A little background, Capital Gains(CGT) is a tax on essentially that; on the increase value from once you brought the asset to when you dispose of it. Gains are not recognised until the asset is sold, whether the asset is sold in the short term(less than 12 months) or long term so more than a year is also important. Common assets excluded from CGT are but are not limited to:

  • Cars
  • Homes
  • Furniture

Introduced in 1985, it has grown from being a relatively niche idea to being on everyone’s lips. Mums, dads, sole traders you name it. The importance of CGT is highlighted by the growth of the tax; taking in $5 million in 1987-88 to now accounting for 3% of Federal Government’s revenue or $11.5B in the 2015-16 Budget. The reason this tax was created was to encourage investment in the economy and entrepreneurship as long term capital gains are usually taxed at a lower rate than regular income.

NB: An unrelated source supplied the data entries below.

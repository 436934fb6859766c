//! Outcome dispatch: route an operation's result to caller-supplied
//! continuations.
//!
//! A [`Dispatch`] bundles an optional precomputed error, an optional
//! operation, and up to three continuations. Running it resolves the
//! outcome once and hands control to exactly one of them: the success
//! continuation, the failure continuation, or an escalation handler that
//! promotes the error to an unrecoverable [`Fatal`] value. Callbacks
//! receive the caller's [`Scope`], a cancellable execution scope the
//! dispatcher threads through but never manages.
//!
//! ```
//! use verdict::{Dispatch, Disposition, Scope};
//!
//! let scope = Scope::new();
//! let disposition = Dispatch::new()
//!     .operation(|scope| {
//!         scope.insert("attempt", serde_json::json!(1));
//!         Ok(())
//!     })
//!     .on_success(|scope| {
//!         let _ = scope.get("attempt");
//!     })
//!     .run(&scope)?;
//!
//! assert_eq!(disposition, Disposition::Succeeded);
//! # Ok::<(), verdict::Fatal>(())
//! ```

#![forbid(unsafe_code)]

pub mod api;
pub mod error;
pub mod handlers;
pub mod scope;
pub mod sink;

pub use api::{Continuation, Dispatch, Escalation, Operation};
pub use error::{DispatchResult, Fatal, OperationError};
pub use scope::Scope;
pub use sink::{
    DiagnosticSink, DispatchRecord, Disposition, MemorySink, RecordedDispatch, TracingSink,
};
//! Builder API for assembling and running a dispatch

pub mod builder;
pub mod execute;

pub use builder::{Continuation, Dispatch, Escalation, Operation};
//! Invocation configuration builder
//!
//! A [`Dispatch`] is assembled immediately before the call, consumed by
//! exactly one [`run`](Dispatch::run), and discarded. There is no identity
//! beyond the call stack frame.

use std::sync::Arc;

use crate::error::{Fatal, OperationError};
use crate::scope::Scope;
use crate::sink::{DiagnosticSink, TracingSink};

/// Operation closure: receives the scope, yields the outcome.
pub type Operation = Box<dyn FnOnce(&Scope) -> Result<(), OperationError> + Send>;

/// Continuation invoked with the scope on the branch it was configured for.
pub type Continuation = Box<dyn FnOnce(&Scope) + Send>;

/// Promotes an operation error to a [`Fatal`] value.
pub type Escalation = Box<dyn FnOnce(OperationError) -> Fatal + Send>;

/// Caller-assembled invocation configuration.
///
/// All parts are optional; an empty configuration dispatches to nothing.
/// Exactly one of the success, failure, or escalation paths executes per
/// [`run`](Dispatch::run), and a precomputed error always suppresses the
/// operation.
pub struct Dispatch {
    pub(crate) precomputed: Option<OperationError>,
    pub(crate) operation: Option<Operation>,
    pub(crate) on_success: Option<Continuation>,
    pub(crate) on_failure: Option<Continuation>,
    pub(crate) escalation: Option<Escalation>,
    pub(crate) verbose: bool,
    pub(crate) success_message: Option<String>,
    pub(crate) failure_message: Option<String>,
    pub(crate) sink: Arc<dyn DiagnosticSink>,
}

impl Dispatch {
    /// Empty configuration recording to the default tracing sink.
    #[must_use]
    pub fn new() -> Self {
        Self {
            precomputed: None,
            operation: None,
            on_success: None,
            on_failure: None,
            escalation: None,
            verbose: false,
            success_message: None,
            failure_message: None,
            sink: Arc::new(TracingSink),
        }
    }

    /// Supply an error that already occurred upstream.
    ///
    /// The outcome is then that error, and the operation never runs.
    #[must_use]
    pub fn with_error(mut self, err: impl Into<OperationError>) -> Self {
        self.precomputed = Some(err.into());
        self
    }

    /// Supply the operation to perform when no error is precomputed.
    #[must_use]
    pub fn operation<F>(mut self, operation: F) -> Self
    where
        F: FnOnce(&Scope) -> Result<(), OperationError> + Send + 'static,
    {
        self.operation = Some(Box::new(operation));
        self
    }

    /// Continuation for the success branch.
    #[must_use]
    pub fn on_success<F>(mut self, continuation: F) -> Self
    where
        F: FnOnce(&Scope) + Send + 'static,
    {
        self.on_success = Some(Box::new(continuation));
        self
    }

    /// Continuation for the failure branch.
    ///
    /// Never invoked when an escalation handler is also configured;
    /// escalation takes priority.
    #[must_use]
    pub fn on_failure<F>(mut self, continuation: F) -> Self
    where
        F: FnOnce(&Scope) + Send + 'static,
    {
        self.on_failure = Some(Box::new(continuation));
        self
    }

    /// Promote an error outcome to a [`Fatal`] value returned from
    /// [`run`](Dispatch::run).
    #[must_use]
    pub fn escalate_with<F>(mut self, escalation: F) -> Self
    where
        F: FnOnce(OperationError) -> Fatal + Send + 'static,
    {
        self.escalation = Some(Box::new(escalation));
        self
    }

    /// Record the taken branch to the diagnostic sink.
    #[must_use]
    pub fn verbose(mut self, enabled: bool) -> Self {
        self.verbose = enabled;
        self
    }

    /// Static message carried on the success record.
    #[must_use]
    pub fn with_success_message(mut self, message: impl Into<String>) -> Self {
        self.success_message = Some(message.into());
        self
    }

    /// Static message carried on the failure or escalation record.
    #[must_use]
    pub fn with_failure_message(mut self, message: impl Into<String>) -> Self {
        self.failure_message = Some(message.into());
        self
    }

    /// Substitute the diagnostic sink for this invocation.
    #[must_use]
    pub fn sink(mut self, sink: Arc<dyn DiagnosticSink>) -> Self {
        self.sink = sink;
        self
    }
}

impl Default for Dispatch {
    fn default() -> Self {
        Self::new()
    }
}

impl std::fmt::Debug for Dispatch {
    fn fmt(&self, f: &mut std::fmt::Formatter<'_>) -> std::fmt::Result {
        f.debug_struct("Dispatch")
            .field("precomputed", &self.precomputed.is_some())
            .field("operation", &self.operation.is_some())
            .field("on_success", &self.on_success.is_some())
            .field("on_failure", &self.on_failure.is_some())
            .field("escalation", &self.escalation.is_some())
            .field("verbose", &self.verbose)
            .finish_non_exhaustive()
    }
}
//! Fatal values and the opaque operation error

use thiserror::Error;

/// Opaque error value carried through a dispatch.
///
/// Anything convertible into a boxed error works: `&str`, `String`, or any
/// concrete `std::error::Error` type.
pub type OperationError = Box<dyn std::error::Error + Send + Sync>;

/// Result of a single dispatch.
///
/// `Err` is only produced by the escalation path and is unrecoverable by
/// contract: hosts catch it at the top level of the enclosing unit of work,
/// never mid-call-stack.
pub type DispatchResult = std::result::Result<crate::sink::Disposition, Fatal>;

/// Unrecoverable error produced by an escalation handler.
///
/// A `Fatal` marks the end of the enclosing unit of work. It carries a
/// message and, when promoted from an operation error, that error as its
/// source.
#[derive(Debug, Error)]
#[error("fatal: {message}")]
pub struct Fatal {
    message: String,
    #[source]
    source: Option<OperationError>,
}

impl Fatal {
    /// Create a fatal value with a message and no source.
    #[must_use]
    pub fn new(message: impl Into<String>) -> Self {
        Self {
            message: message.into(),
            source: None,
        }
    }

    /// Create a fatal value that wraps the operation error it was promoted
    /// from.
    #[must_use]
    pub fn with_source(message: impl Into<String>, source: OperationError) -> Self {
        Self {
            message: message.into(),
            source: Some(source),
        }
    }

    /// The escalation message.
    #[must_use]
    pub fn message(&self) -> &str {
        &self.message
    }
}

impl From<OperationError> for Fatal {
    fn from(err: OperationError) -> Self {
        let message = err.to_string();
        Self::with_source(message, err)
    }
}
use serde::{Deserialize, Serialize};
use std::fmt;
use std::str::FromStr;

/// 问题ID
///
/// 客户端随机生成，不保证连续。序列化为 JSON 整数，
/// 反序列化时同时接受整数和数字字符串（旧数据中回答的 `qid` 以字符串保存）
#[derive(Debug, Clone, Copy, PartialEq, Eq, PartialOrd, Ord, Hash, Serialize)]
#[serde(transparent)]
pub struct QuestionId(u64);

impl QuestionId {
    /// 随机ID的上界（不含）
    pub const UPPER_BOUND: u64 = 10_000_000_000_000_000;

    pub fn new(value: u64) -> Self {
        Self(value)
    }

    pub fn value(self) -> u64 {
        self.0
    }
}

impl fmt::Display for QuestionId {
    fn fmt(&self, f: &mut fmt::Formatter<'_>) -> fmt::Result {
        write!(f, "{}", self.0)
    }
}

impl FromStr for QuestionId {
    type Err = std::num::ParseIntError;

    fn from_str(s: &str) -> Result<Self, Self::Err> {
        s.trim().parse::<u64>().map(QuestionId)
    }
}

impl<'de> Deserialize<'de> for QuestionId {
    fn deserialize<D>(deserializer: D) -> Result<Self, D::Error>
    where
        D: serde::Deserializer<'de>,
    {
        use serde::de::Visitor;

        struct IdVisitor;

        impl<'de> Visitor<'de> for IdVisitor {
            type Value = QuestionId;

            fn expecting(&self, formatter: &mut fmt::Formatter) -> fmt::Result {
                formatter.write_str("a non-negative integer or numeric string question id")
            }

            fn visit_u64<E>(self, value: u64) -> Result<Self::Value, E>
            where
                E: serde::de::Error,
            {
                Ok(QuestionId(value))
            }

            fn visit_i64<E>(self, value: i64) -> Result<Self::Value, E>
            where
                E: serde::de::Error,
            {
                u64::try_from(value)
                    .map(QuestionId)
                    .map_err(|_| E::custom(format!("negative question id: {}", value)))
            }

            fn visit_f64<E>(self, value: f64) -> Result<Self::Value, E>
            where
                E: serde::de::Error,
            {
                if value.fract() == 0.0 && value >= 0.0 && value < u64::MAX as f64 {
                    Ok(QuestionId(value as u64))
                } else {
                    Err(E::custom(format!("invalid question id: {}", value)))
                }
            }

            fn visit_str<E>(self, value: &str) -> Result<Self::Value, E>
            where
                E: serde::de::Error,
            {
                value
                    .parse()
                    .map_err(|_| E::custom(format!("invalid question id: {:?}", value)))
            }
        }

        deserializer.deserialize_any(IdVisitor)
    }
}

/// 问题
#[derive(Debug, Clone, PartialEq, Eq, Serialize, Deserialize)]
pub struct Question {
    pub id: QuestionId,
    pub subject: String,
    /// 问题正文
    pub question: String,
}

/// 回答
///
/// 没有自己的ID，只通过 `qid` 关联到问题
#[derive(Debug, Clone, PartialEq, Eq, Serialize, Deserialize)]
pub struct Response {
    pub qid: QuestionId,
    pub name: String,
    /// 回答正文
    pub response: String,
}
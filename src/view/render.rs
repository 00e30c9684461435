//! 视图模型与渲染器
//!
//! 渲染器接收可序列化的视图模型，返回整块面板的标记文本

use crate::models::{Question, QuestionId, Response};
use serde::Serialize;
use std::fmt::Write;

/// 问题列表视图
#[derive(Debug, Clone, PartialEq, Eq, Serialize)]
pub struct QuestionListView {
    pub questions: Vec<Question>,
}

/// 问题详情视图
#[derive(Debug, Clone, PartialEq, Eq, Serialize)]
pub struct QuestionDetailView {
    pub id: QuestionId,
    pub subject: String,
    pub question: String,
    pub responses: Vec<Response>,
}

impl QuestionDetailView {
    pub fn new(question: Question, responses: Vec<Response>) -> Self {
        Self {
            id: question.id,
            subject: question.subject,
            question: question.question,
            responses,
        }
    }
}

/// 模板渲染器
pub trait Renderer {
    fn render_question_list(&self, view: &QuestionListView) -> String;

    fn render_question_detail(&self, view: &QuestionDetailView) -> String;

    /// 新问题表单不需要数据
    fn render_question_form(&self) -> String;
}

/// 终端文本渲染器
#[derive(Debug, Default, Clone, Copy)]
pub struct TextRenderer;

impl Renderer for TextRenderer {
    fn render_question_list(&self, view: &QuestionListView) -> String {
        let mut out = format!("== 问题列表 ({}) ==\n", view.questions.len());
        if view.questions.is_empty() {
            out.push_str("(暂无问题)\n");
        }
        for q in &view.questions {
            let _ = writeln!(out, "[{}] {}", q.id, q.subject);
        }
        out
    }

    fn render_question_detail(&self, view: &QuestionDetailView) -> String {
        let mut out = String::new();
        let _ = writeln!(out, "== 问题 #{} ==", view.id);
        let _ = writeln!(out, "标题: {}", view.subject);
        let _ = writeln!(out, "{}", view.question);
        let _ = writeln!(out, "-- 回答 ({}) --", view.responses.len());
        for r in &view.responses {
            let _ = writeln!(out, "{}: {}", r.name, r.response);
        }
        out.push_str("回答: reply <姓名> | <回答>    解决: resolve\n");
        out
    }

    fn render_question_form(&self) -> String {
        "== 新问题 ==\n提问: ask <标题> | <问题内容>\n".to_string()
    }
}

#[cfg(test)]
mod tests {
    use super::*;

    #[test]
    fn list_shows_every_question() {
        let view = QuestionListView {
            questions: vec![Question {
                id: QuestionId::new(7),
                subject: "Math".to_string(),
                question: "What is 2+2?".to_string(),
            }],
        };

        let out = TextRenderer.render_question_list(&view);
        assert!(out.contains("问题列表 (1)"));
        assert!(out.contains("[7] Math"));
    }

    #[test]
    fn detail_lists_responses_in_order() {
        let view = QuestionDetailView {
            id: QuestionId::new(7),
            subject: "Math".to_string(),
            question: "What is 2+2?".to_string(),
            responses: vec![
                Response {
                    qid: QuestionId::new(7),
                    name: "Al".to_string(),
                    response: "4".to_string(),
                },
                Response {
                    qid: QuestionId::new(7),
                    name: "Bo".to_string(),
                    response: "four".to_string(),
                },
            ],
        };

        let out = TextRenderer.render_question_detail(&view);
        let al = out.find("Al: 4").unwrap();
        let bo = out.find("Bo: four").unwrap();
        assert!(al < bo);
    }

    #[test]
    fn detail_view_serializes_with_template_field_names() {
        let view = QuestionDetailView {
            id: QuestionId::new(1),
            subject: "s".to_string(),
            question: "q".to_string(),
            responses: Vec::new(),
        };

        let json = serde_json::to_value(&view).unwrap();
        assert_eq!(json["id"], 1);
        assert!(json["responses"].as_array().unwrap().is_empty());
    }
}
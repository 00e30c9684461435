//! 编排层（Orchestration Layer）
//!
//! ## 模块划分
//!
//! ### `app` - 应用入口
//! - 根据配置创建存储后端和控制器
//! - 运行终端事件循环
//!
//! ### `command` - 命令解析
//! - 把一行终端输入解析成对应的页面事件
//!
//! ## 层次关系
//!
//! ```text
//! app (终端输入 → 事件)
//!     ↓
//! view::BoardController (面板状态机)
//!     ↓
//! services (仓库 / 查询 / 写操作)
//!     ↓
//! infrastructure (键值存储)
//! ```

pub mod app;
pub mod command;

pub use app::App;
pub use command::Command;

The big thing to note is that for start up businesses from July 1st this year will not have to pay CGT if they sell their stake in the company at a future date for a profit! Why is that important I hear you ask? Let’s say, you open up a local fruit shop down the street, it means it will be easier to raise the capital or funds needed to get your business off to a winning start. This is why the tax was created in the first place.

The calculation of CGT depends mainly on whether you hold the asset this case being the fruit shop for less or more than 12 months. For more than 12 months after September 1999, simply any gain is first discounted by 50% for individuals or by 33.35% for super funds. You might also be entitled to CGT discounts and small business CGT concessions which we can gladly assist in. Also there might be hidden capital losses that we can locate to offset against any capital gains that have tax applied to it, essentially money you can save.

A new update to note is in relation to property which has been a big talking point for the government. Revaluation of property is now based off its fair value or current market value rather than on historical cost to give a more true and fair test of the tax. Another hot topic of debate has been a suggestion to increase capital gains tax across the board on the back of the growth in property markets. This is one thing everyone should keep an eye out for.